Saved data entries
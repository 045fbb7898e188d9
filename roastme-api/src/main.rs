mod pages;
mod routes;

use roastme_app::{AppConfig, AppContext};
use tower_http::compression::CompressionLayer;

#[tokio::main]
async fn main() {
    dotenvy::dotenv().ok();

    tracing_subscriber::fmt()
        .with_env_filter(
            tracing_subscriber::EnvFilter::try_from_default_env()
                .unwrap_or_else(|_| "info".into()),
        )
        .init();

    let config = match AppConfig::from_env() {
        Ok(config) => config,
        Err(e) => {
            tracing::error!("Failed to load configuration: {}", e);
            std::process::exit(1);
        }
    };

    let app_context = match AppContext::from_config(&config) {
        Ok(ctx) => ctx,
        Err(e) => {
            tracing::error!("Failed to initialize roast provider: {}", e);
            std::process::exit(1);
        }
    };

    let app = routes::router(app_context)
        .layer(CompressionLayer::new())
        .layer(routes::cors_layer(&config.cors_origins));

    let addr = config.bind_addr();
    tracing::info!("RoastMe AI backend listening on http://{}", addr);
    tracing::info!("Model: {} (timeout {:?})", config.groq_model, config.groq_timeout);
    tracing::info!("CORS origins: {}", config.cors_origins.join(", "));

    let listener = tokio::net::TcpListener::bind(&addr)
        .await
        .expect("Failed to bind address");

    axum::serve(listener, app).await.expect("Server error");
}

## [To do]
Among the records above, find the lines that contain "main" and copy every one.

## [Your response]
filename roastme-api/src/main.rs
#[tokio::main]
async fn main() {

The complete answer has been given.